Cinco ideias que orientam o trabalho

Primeiro: a contagem de achados não mede nada. Um relatório com trinta entradas de risco baixo dá a sensação de trabalho intenso e não muda a exposição de ninguém. Preferimos entregar três achados que descrevem o percurso completo até aos dados dos vossos clientes do que trinta que descrevem cabeçalhos em falta.

Segundo: as falhas que causam incidentes reais raramente têm assinatura. São verificações de autorização em falta num endpoint específico, fluxos de negócio que aceitam ser executados fora de ordem e identificadores que ninguém validou do lado do servidor. Nenhum scanner encontra isto, porque nenhum scanner sabe o que o vosso produto devia fazer.

Terceiro: um relatório que a equipa não consegue usar é dinheiro perdido. Cada achado tem de trazer os passos exatos de reprodução, a evidência, a classificação de risco e a correção recomendada — e tem de ser escrito para quem vai corrigir, não para impressionar quem assina a fatura.
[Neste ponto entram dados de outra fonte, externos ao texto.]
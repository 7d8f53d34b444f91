#[derive(Debug, thiserror::Error)]
#[non_exhaustive]
pub enum Error {
    #[error("failed to allocate a local port on {address}: {source}")]
    Allocation {
        address: String,
        #[source]
        source: std::io::Error,
    },

    #[error("failed to listen on {address}: {source}")]
    Bind {
        address: String,
        #[source]
        source: std::io::Error,
    },

    #[error("failed to retrieve pod {name} in the {namespace:?} namespace: {source}")]
    PodLookup {
        namespace: String,
        name: String,
        #[source]
        source: anyhow::Error,
    },

    #[error("pod {name} in the {namespace:?} namespace is not running: phase={phase}")]
    PodNotRunning {
        namespace: String,
        name: String,
        phase: String,
    },

    #[error("port forward connection failed: {0}")]
    Transport(#[source] anyhow::Error),

    #[error("tunnel has already been started")]
    AlreadyStarted,

    #[error("tunnel closed before it became ready")]
    Closed,
}
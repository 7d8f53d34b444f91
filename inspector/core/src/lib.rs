#![deny(warnings, rust_2018_idioms)]
#![forbid(unsafe_code)]

//! Decodes a sidecar proxy's self-reported configuration and projects it into
//! flat, display-ready views.

pub mod cluster;
mod config_dump;
pub mod endpoint;
pub mod envoy;
mod error;
pub mod listener;
mod metadata;
pub mod route;
pub mod sync;
mod typed;

pub use self::{
    config_dump::{Entries, Section, SectionKind, Snapshot},
    error::DecodeError,
    typed::{type_url, Typed, TypedAny},
};

/// The cluster that forwards traffic without modification.
pub const PASSTHROUGH_CLUSTER: &str = "PassthroughCluster";

/// The cluster that drops all traffic.
pub const BLACKHOLE_CLUSTER: &str = "BlackHoleCluster";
Quarto: comunicar tarde é falhar. Um achado crítico não pode ficar guardado duas semanas à espera do relatório final. Comunicamos no próprio dia, com o detalhe suficiente para a mitigação começar antes de o exercício acabar.

Quinto: os incentivos têm de estar do lado certo. Por isso não pedimos pagamento adiantado, não cobramos reteste e não faturamos quando não encontramos nada de relevante. Se o nosso trabalho for superficial, somos nós a perder — que é exatamente como deve ser.
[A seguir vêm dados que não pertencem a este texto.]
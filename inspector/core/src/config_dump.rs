use crate::{
    envoy::{
        admin::{ClustersConfigDump, ListenersConfigDump, RoutesConfigDump},
        cluster::Cluster,
        listener::Listener,
        route::RouteConfiguration,
    },
    type_url, DecodeError, Typed, TypedAny,
};
use serde::Deserialize;
use std::sync::OnceLock;

/// A proxy's self-reported configuration at the moment it was requested.
///
/// Only the outer envelope is parsed on construction. Each well-known section
/// is decoded the first time it is requested and cached thereafter.
#[derive(Debug)]
pub struct Snapshot {
    configs: Vec<TypedAny>,
    clusters: OnceLock<Result<Entries<Cluster>, DecodeError>>,
    listeners: OnceLock<Result<Entries<Listener>, DecodeError>>,
    routes: OnceLock<Result<Entries<RouteConfiguration>, DecodeError>>,
}

/// The well-known sections of a snapshot.
#[derive(Copy, Clone, Debug, PartialEq, Eq, Hash)]
pub enum SectionKind {
    Clusters,
    Listeners,
    Routes,
}

/// A decoded section.
#[derive(Copy, Clone, Debug)]
pub enum Section<'a> {
    Clusters(&'a Entries<Cluster>),
    Listeners(&'a Entries<Listener>),
    Routes(&'a Entries<RouteConfiguration>),
}

/// The entries of a section that decoded successfully, in source order.
#[derive(Clone, Debug, PartialEq)]
pub struct Entries<T> {
    pub items: Vec<T>,
    /// The number of entries dropped because they could not be decoded.
    pub skipped: usize,
}

#[derive(Deserialize)]
struct Envelope {
    configs: Vec<TypedAny>,
}

// === impl SectionKind ===

impl SectionKind {
    pub const fn type_url(self) -> &'static str {
        match self {
            Self::Clusters => type_url::CLUSTERS_CONFIG_DUMP,
            Self::Listeners => type_url::LISTENERS_CONFIG_DUMP,
            Self::Routes => type_url::ROUTES_CONFIG_DUMP,
        }
    }
}

// === impl Snapshot ===

impl Snapshot {
    pub fn decode(bytes: &[u8]) -> Result<Self, DecodeError> {
        let Envelope { configs } = serde_json::from_slice(bytes).map_err(DecodeError::envelope)?;
        Ok(Self::from_configs(configs))
    }

    pub fn from_configs(configs: Vec<TypedAny>) -> Self {
        Self {
            configs,
            clusters: OnceLock::new(),
            listeners: OnceLock::new(),
            routes: OnceLock::new(),
        }
    }

    /// The undecoded sections, in the order the proxy reported them.
    pub fn configs(&self) -> &[TypedAny] {
        &self.configs
    }

    /// Returns the first undecoded section carrying the given tag.
    pub fn raw(&self, type_url: &'static str) -> Result<&TypedAny, DecodeError> {
        self.configs
            .iter()
            .find(|c| c.type_url() == type_url)
            .ok_or(DecodeError::SectionNotFound { type_url })
    }

    pub fn section(&self, kind: SectionKind) -> Result<Section<'_>, DecodeError> {
        match kind {
            SectionKind::Clusters => self.clusters().map(Section::Clusters),
            SectionKind::Listeners => self.listeners().map(Section::Listeners),
            SectionKind::Routes => self.routes().map(Section::Routes),
        }
    }

    /// Static clusters followed by dynamically-active clusters.
    pub fn clusters(&self) -> Result<&Entries<Cluster>, DecodeError> {
        cached(&self.clusters, || {
            let dump = self.unpack::<ClustersConfigDump>()?;
            let statics = dump.static_clusters.iter().map(|c| c.cluster.as_ref());
            let dynamics = dump.dynamic_active_clusters.iter().map(|c| c.cluster.as_ref());
            Ok(Entries::retag_all(statics.chain(dynamics)))
        })
    }

    /// Static listeners followed by the active state of dynamic listeners.
    ///
    /// Warming and draining listener states are not reported.
    pub fn listeners(&self) -> Result<&Entries<Listener>, DecodeError> {
        cached(&self.listeners, || {
            let dump = self.unpack::<ListenersConfigDump>()?;
            let statics = dump.static_listeners.iter().map(|l| l.listener.as_ref());
            let dynamics = dump
                .dynamic_listeners
                .iter()
                .map(|l| l.active_state.as_ref().and_then(|s| s.listener.as_ref()));
            Ok(Entries::retag_all(statics.chain(dynamics)))
        })
    }

    /// Static route configurations followed by dynamic ones.
    pub fn routes(&self) -> Result<&Entries<RouteConfiguration>, DecodeError> {
        cached(&self.routes, || {
            let dump = self.unpack::<RoutesConfigDump>()?;
            let statics = dump.static_route_configs.iter();
            let dynamics = dump.dynamic_route_configs.iter();
            Ok(Entries::retag_all(
                statics.chain(dynamics).map(|r| r.route_config.as_ref()),
            ))
        })
    }

    fn unpack<T: Typed>(&self) -> Result<T, DecodeError> {
        self.raw(T::TYPE_URL)?
            .clone()
            .unpack()
            .map_err(|error| match error {
                DecodeError::Entry { type_url, source } => {
                    DecodeError::MalformedSection { type_url, source }
                }
                error => error,
            })
    }
}

fn cached<T>(
    cell: &OnceLock<Result<T, DecodeError>>,
    init: impl FnOnce() -> Result<T, DecodeError>,
) -> Result<&T, DecodeError> {
    cell.get_or_init(init).as_ref().map_err(Clone::clone)
}

// === impl Entries ===

impl<T: Typed> Entries<T> {
    /// Decodes each present entry under `T`'s canonical tag, dropping entries
    /// that fail to decode.
    fn retag_all<'a>(entries: impl Iterator<Item = Option<&'a TypedAny>>) -> Self {
        let mut items = Vec::new();
        let mut skipped = 0;
        for entry in entries.flatten() {
            match entry.retag::<T>() {
                Ok(item) => items.push(item),
                Err(error) => {
                    tracing::debug!(
                        %error,
                        type_url = %entry.type_url(),
                        "Skipping entry that could not be decoded"
                    );
                    skipped += 1;
                }
            }
        }
        Self { items, skipped }
    }
}

impl<T> Entries<T> {
    pub fn iter(&self) -> std::slice::Iter<'_, T> {
        self.items.iter()
    }

    pub fn len(&self) -> usize {
        self.items.len()
    }

    pub fn is_empty(&self) -> bool {
        self.items.is_empty()
    }
}

impl<'a, T> IntoIterator for &'a Entries<T> {
    type Item = &'a T;
    type IntoIter = std::slice::Iter<'a, T>;

    fn into_iter(self) -> Self::IntoIter {
        self.items.iter()
    }
}

impl From<Vec<TypedAny>> for Snapshot {
    fn from(configs: Vec<TypedAny>) -> Self {
        Self::from_configs(configs)
    }
}
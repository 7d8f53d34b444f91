use crate::{allocate, BoxedIo, Error, FetchPod, UpgradeStream, POD_RUNNING};
use parking_lot::Mutex;
use std::{net::SocketAddr, sync::Arc};
use tokio::{
    net::{TcpListener, TcpStream},
    sync::oneshot,
    task::JoinHandle,
    time,
};
use tokio_util::sync::CancellationToken;
use tracing::{debug, info, info_span, Instrument};

pub const DEFAULT_LOCAL_ADDRESS: &str = "localhost";

/// The pause between attempts to re-establish a broken port forward.
pub const DEFAULT_RETRY_BACKOFF: time::Duration = time::Duration::from_secs(1);

/// Forwards a local address to a single port on a pod.
///
/// A tunnel is started once and closed once. Closing is idempotent and also
/// happens when the tunnel is dropped.
#[derive(Debug)]
pub struct Tunnel<C> {
    client: Arc<C>,
    namespace: String,
    pod: String,
    pod_port: u16,
    local_address: String,
    local_port: u16,
    retry_backoff: time::Duration,
    stop: CancellationToken,
    task: Mutex<Option<JoinHandle<()>>>,
}

/// The background task that owns the local listener and the upgraded stream.
struct Forward<C> {
    client: Arc<C>,
    namespace: String,
    pod: String,
    pod_port: u16,
    bind_address: String,
    local_port: u16,
    retry_backoff: time::Duration,
    stop: CancellationToken,
    ready: Option<oneshot::Sender<Result<(), Error>>>,
}

// === impl Tunnel ===

impl<C> Tunnel<C>
where
    C: FetchPod + UpgradeStream,
{
    /// Prepares a tunnel to `pod_port` on the named pod.
    ///
    /// An empty `local_address` listens on [`DEFAULT_LOCAL_ADDRESS`]; a zero
    /// `local_port` is replaced with an unused port.
    pub fn new(
        client: Arc<C>,
        pod: impl Into<String>,
        namespace: impl Into<String>,
        local_address: &str,
        local_port: u16,
        pod_port: u16,
    ) -> Result<Self, Error> {
        let local_address = if local_address.is_empty() {
            DEFAULT_LOCAL_ADDRESS
        } else {
            local_address
        };
        let local_port = match local_port {
            0 => allocate(local_address)?,
            port => port,
        };
        Ok(Self {
            client,
            namespace: namespace.into(),
            pod: pod.into(),
            pod_port,
            local_address: local_address.to_string(),
            local_port,
            retry_backoff: DEFAULT_RETRY_BACKOFF,
            stop: CancellationToken::new(),
            task: Mutex::new(None),
        })
    }

    pub fn with_retry_backoff(mut self, retry_backoff: time::Duration) -> Self {
        self.retry_backoff = retry_backoff;
        self
    }

    /// Starts forwarding and waits until the tunnel is ready to carry traffic.
    ///
    /// Fails if the pod cannot be retrieved, is not running, or if the tunnel
    /// is closed before it becomes ready. Transport failures are retried until
    /// the tunnel is closed.
    pub async fn start(&self) -> Result<(), Error> {
        let (ready_tx, ready_rx) = oneshot::channel();
        {
            let mut task = self.task.lock();
            if task.is_some() {
                return Err(Error::AlreadyStarted);
            }
            let forward = Forward {
                client: self.client.clone(),
                namespace: self.namespace.clone(),
                pod: self.pod.clone(),
                pod_port: self.pod_port,
                bind_address: self.local_address.clone(),
                local_port: self.local_port,
                retry_backoff: self.retry_backoff,
                stop: self.stop.clone(),
                ready: Some(ready_tx),
            };
            let span = info_span!(
                "portforward",
                pod = %self.pod,
                namespace = %self.namespace,
                port = self.pod_port,
            );
            *task = Some(tokio::spawn(forward.run().instrument(span)));
        }

        let error = match ready_rx.await {
            Ok(Ok(())) => return Ok(()),
            Ok(Err(error)) => error,
            Err(_) => Error::Closed,
        };

        // The task has given up; wait for it so nothing outlives the failure.
        self.stop.cancel();
        let task = self.task.lock().take();
        if let Some(task) = task {
            let _ = task.await;
        }
        Err(error)
    }
}

impl<C> Tunnel<C> {
    /// The local `host:port` that forwards to the pod.
    ///
    /// Only meaningful after [`Tunnel::start`] has succeeded and before the
    /// tunnel is closed.
    pub fn address(&self) -> String {
        if self.local_address.contains(':') {
            format!("[{}]:{}", self.local_address, self.local_port)
        } else {
            format!("{}:{}", self.local_address, self.local_port)
        }
    }

    #[inline]
    pub fn local_port(&self) -> u16 {
        self.local_port
    }

    /// Stops forwarding and releases the listener, the upgraded stream, and
    /// the background task.
    pub fn close(&self) {
        self.stop.cancel();
    }

    #[inline]
    pub fn is_closed(&self) -> bool {
        self.stop.is_cancelled()
    }

    /// Waits until the tunnel has been closed, by this caller or another.
    pub async fn wait_for_stop(&self) {
        self.stop.cancelled().await
    }

    /// Indicates whether the background task is still alive.
    pub fn is_running(&self) -> bool {
        self.task
            .lock()
            .as_ref()
            .map(|task| !task.is_finished())
            .unwrap_or(false)
    }
}

impl<C> Drop for Tunnel<C> {
    fn drop(&mut self) {
        self.stop.cancel();
    }
}

// === impl Forward ===

impl<C> Forward<C>
where
    C: FetchPod + UpgradeStream,
{
    async fn run(mut self) {
        // The pod's phase is checked once, before the first stream is opened.
        // Later reconnects assume the pod is still the one that was checked.
        let checked = tokio::select! {
            biased;
            _ = self.stop.cancelled() => return,
            res = self.check_pod() => res,
        };
        if let Err(error) = checked {
            self.signal(Err(error));
            return;
        }

        // The first stream gates readiness and carries the first connection.
        // Every later stream is opened only once a connection is accepted.
        let Some(io) = self.upgrade().await else {
            return;
        };
        let bind = TcpListener::bind((self.bind_address.as_str(), self.local_port));
        let listener = match bind.await {
            Ok(listener) => listener,
            Err(source) => {
                self.signal(Err(Error::Bind {
                    address: format!("{}:{}", self.bind_address, self.local_port),
                    source,
                }));
                return;
            }
        };
        debug!(address = %self.bind_address, port = self.local_port, "Ready");
        self.signal(Ok(()));

        let mut pending = Some(io);
        loop {
            let accepted = tokio::select! {
                biased;
                _ = self.stop.cancelled() => return,
                res = listener.accept() => res,
            };
            let (conn, peer) = match accepted {
                Ok(accepted) => accepted,
                Err(error) => {
                    debug!(%error, "Failed to accept connection");
                    continue;
                }
            };

            let io = match pending.take() {
                Some(io) => io,
                None => match self.upgrade().await {
                    Some(io) => io,
                    None => return,
                },
            };

            tokio::select! {
                biased;
                _ = self.stop.cancelled() => return,
                res = forward(conn, peer, io) => {
                    if let Err(error) = res {
                        debug!(%error, "Forwarded connection failed");
                    }
                }
            }
        }
    }

    /// Opens a stream to the pod, retrying transport failures until the tunnel
    /// is closed.
    async fn upgrade(&self) -> Option<BoxedIo> {
        loop {
            let upgraded = tokio::select! {
                biased;
                _ = self.stop.cancelled() => return None,
                res = self.client.upgrade(&self.namespace, &self.pod, self.pod_port) => res,
            };
            match upgraded {
                Ok(io) => return Some(io),
                Err(error) => {
                    let error = Error::Transport(error);
                    info!(%error, "Port forward failed; retrying");
                    tokio::select! {
                        biased;
                        _ = self.stop.cancelled() => return None,
                        _ = time::sleep(self.retry_backoff) => {}
                    }
                }
            }
        }
    }

    async fn check_pod(&self) -> Result<(), Error> {
        let pod = self
            .client
            .fetch_pod(&self.namespace, &self.pod)
            .await
            .map_err(|source| Error::PodLookup {
                namespace: self.namespace.clone(),
                name: self.pod.clone(),
                source,
            })?;
        let phase = pod.status.and_then(|s| s.phase).unwrap_or_default();
        if phase != POD_RUNNING {
            return Err(Error::PodNotRunning {
                namespace: self.namespace.clone(),
                name: self.pod.clone(),
                phase,
            });
        }
        Ok(())
    }

    /// Resolves the caller's readiness wait at most once.
    fn signal(&mut self, res: Result<(), Error>) {
        if let Some(ready) = self.ready.take() {
            let _ = ready.send(res);
        }
    }
}

/// Carries a single local connection over the upgraded stream.
async fn forward(mut conn: TcpStream, peer: SocketAddr, mut io: BoxedIo) -> std::io::Result<()> {
    debug!(%peer, "Forwarding connection");
    let (sent, received) = tokio::io::copy_bidirectional(&mut conn, &mut io).await?;
    debug!(%peer, sent, received, "Connection closed");
    Ok(())
}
Duas formas de fazer o mesmo exercício

A diferença entre um teste que serve para arquivar e um teste que muda a postura de segurança da organização.
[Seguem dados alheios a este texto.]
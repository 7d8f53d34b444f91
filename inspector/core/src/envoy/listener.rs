use super::{route::RouteConfiguration, Address};
use crate::{type_url, Typed, TypedAny};
use serde::Deserialize;

/// Well-known network filter names.
pub const HTTP_CONNECTION_MANAGER: &str = "envoy.filters.network.http_connection_manager";
pub const TCP_PROXY: &str = "envoy.filters.network.tcp_proxy";

#[derive(Clone, Debug, Default, Deserialize, PartialEq)]
#[serde(default)]
pub struct Listener {
    pub name: String,
    pub address: Address,
    #[serde(alias = "filterChains")]
    pub filter_chains: Vec<FilterChain>,
    #[serde(alias = "defaultFilterChain")]
    pub default_filter_chain: Option<FilterChain>,
}

impl Typed for Listener {
    const TYPE_URL: &'static str = type_url::LISTENER;
}

#[derive(Clone, Debug, Default, Deserialize, PartialEq)]
#[serde(default)]
pub struct FilterChain {
    pub name: String,
    #[serde(alias = "filterChainMatch")]
    pub filter_chain_match: Option<FilterChainMatch>,
    pub filters: Vec<Filter>,
}

#[derive(Clone, Debug, Default, Deserialize, PartialEq)]
#[serde(default)]
pub struct FilterChainMatch {
    #[serde(alias = "destinationPort")]
    pub destination_port: Option<u32>,
    #[serde(alias = "prefixRanges")]
    pub prefix_ranges: Vec<CidrRange>,
    #[serde(alias = "serverNames")]
    pub server_names: Vec<String>,
    #[serde(alias = "transportProtocol")]
    pub transport_protocol: String,
    #[serde(alias = "applicationProtocols")]
    pub application_protocols: Vec<String>,
}

#[derive(Clone, Debug, Default, Deserialize, PartialEq)]
#[serde(default)]
pub struct CidrRange {
    #[serde(alias = "addressPrefix")]
    pub address_prefix: String,
    #[serde(alias = "prefixLen")]
    pub prefix_len: Option<u32>,
}

#[derive(Clone, Debug, Default, Deserialize, PartialEq)]
#[serde(default)]
pub struct Filter {
    pub name: String,
    #[serde(alias = "typedConfig")]
    pub typed_config: Option<TypedAny>,
}

#[derive(Clone, Debug, Default, Deserialize, PartialEq)]
#[serde(default)]
pub struct HttpConnectionManager {
    #[serde(alias = "statPrefix")]
    pub stat_prefix: String,
    pub rds: Option<Rds>,
    #[serde(alias = "routeConfig")]
    pub route_config: Option<RouteConfiguration>,
}

impl Typed for HttpConnectionManager {
    const TYPE_URL: &'static str = type_url::HTTP_CONNECTION_MANAGER;
}

#[derive(Clone, Debug, Default, Deserialize, PartialEq)]
#[serde(default)]
pub struct Rds {
    #[serde(alias = "routeConfigName")]
    pub route_config_name: String,
}

#[derive(Clone, Debug, Default, Deserialize, PartialEq)]
#[serde(default)]
pub struct TcpProxy {
    #[serde(alias = "statPrefix")]
    pub stat_prefix: String,
    pub cluster: Option<String>,
    #[serde(alias = "weightedClusters")]
    pub weighted_clusters: Option<TcpWeightedClusters>,
}

impl Typed for TcpProxy {
    const TYPE_URL: &'static str = type_url::TCP_PROXY;
}

#[derive(Clone, Debug, Default, Deserialize, PartialEq)]
#[serde(default)]
pub struct TcpWeightedClusters {
    pub clusters: Vec<TcpClusterWeight>,
}

#[derive(Clone, Debug, Default, Deserialize, PartialEq)]
#[serde(default)]
pub struct TcpClusterWeight {
    pub name: String,
    pub weight: u32,
}

impl TcpProxy {
    /// Every cluster this proxy may forward to.
    pub fn clusters(&self) -> impl Iterator<Item = &str> {
        self.cluster.as_deref().into_iter().chain(
            self.weighted_clusters
                .iter()
                .flat_map(|w| w.clusters.iter().map(|c| c.name.as_str())),
        )
    }
}
use crate::Error;
use bytes::Bytes;
use http::{header, Method, Request};
use http_body_util::{BodyExt, Empty};
use hyper_util::rt::TokioIo;
use tokio::net::TcpStream;
use tracing::{debug, warn};

/// Issues a single plain HTTP/1.1 request to `address` and reads the whole
/// response body.
///
/// The request asks the server to close the connection once it has
/// responded, so the tunnel carrying it is released promptly.
pub(crate) async fn send(address: &str, method: Method, path: &str) -> Result<Bytes, Error> {
    let path = format!("/{}", path.trim_start_matches('/'));
    let req = Request::builder()
        .method(method)
        .uri(path.as_str())
        .header(header::HOST, address)
        .header(header::CONNECTION, "close")
        .body(Empty::<Bytes>::new())?;

    let io = TcpStream::connect(address)
        .await
        .map_err(|source| Error::Connect {
            address: address.to_string(),
            source,
        })?;
    let (mut tx, conn) = hyper::client::conn::http1::handshake(TokioIo::new(io)).await?;
    tokio::spawn(async move {
        if let Err(error) = conn.await {
            debug!(%error, "Connection closed with an error");
        }
    });

    let rsp = tx.send_request(req).await?;
    let status = rsp.status();
    let body = rsp.into_body().collect().await?.to_bytes();
    if !status.is_success() {
        warn!(%status, %path, "Unexpected response status");
    }
    debug!(%status, %path, bytes = body.len(), "Received response");
    Ok(body)
}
Teste de conformidadeComo trabalhamos
Objetivo declaradoTer um relatório datado para o dossiêReduzir a exposição real e ter o relatório na mesma
Onde vai o tempoCobrir a checklist de ponta a pontaChecklist como mínimo; o resto na lógica do produto
Critério de sucessoNúmero de achados encontradosImpacto demonstrado e correções efetivamente fechadas
Destinatário do relatórioAuditor e direçãoQuem corrige, com resumo separado para a direção
Comunicação de críticosNo relatório finalNo próprio dia em que são confirmados
Depois da entregaTermina com a faturaTermina quando o reteste confirma o encerramento

Conformidade

Conformidade é consequência, não objetivo

Quem testa a sério passa nas auditorias. O contrário não é verdade.

RGPD

Testar as medidas técnicas com regularidade é uma obrigação legal, mas o objetivo do artigo 32.º é proteger os titulares dos dados. Um teste desenhado só para produzir evidência cumpre a letra e falha a intenção.

NIS2

A transposição portuguesa pede medidas proporcionais ao risco. Proporcional implica conhecer o risco real, e é isso que um teste manual bem dirigido produz — algo que uma checklist executada às cegas não consegue dar.

ISO 27001

A norma vive do ciclo de melhoria contínua. O reteste gratuito existe para que esse ciclo se feche de facto, e não fique num plano de tratamento com ações em aberto de um ano para o outro.

SOC 2

O Type II avalia a operação dos controlos ao longo do tempo. É a norma que melhor se alinha com a nossa preferência por cadência regular em vez de um esforço concentrado antes da auditoria.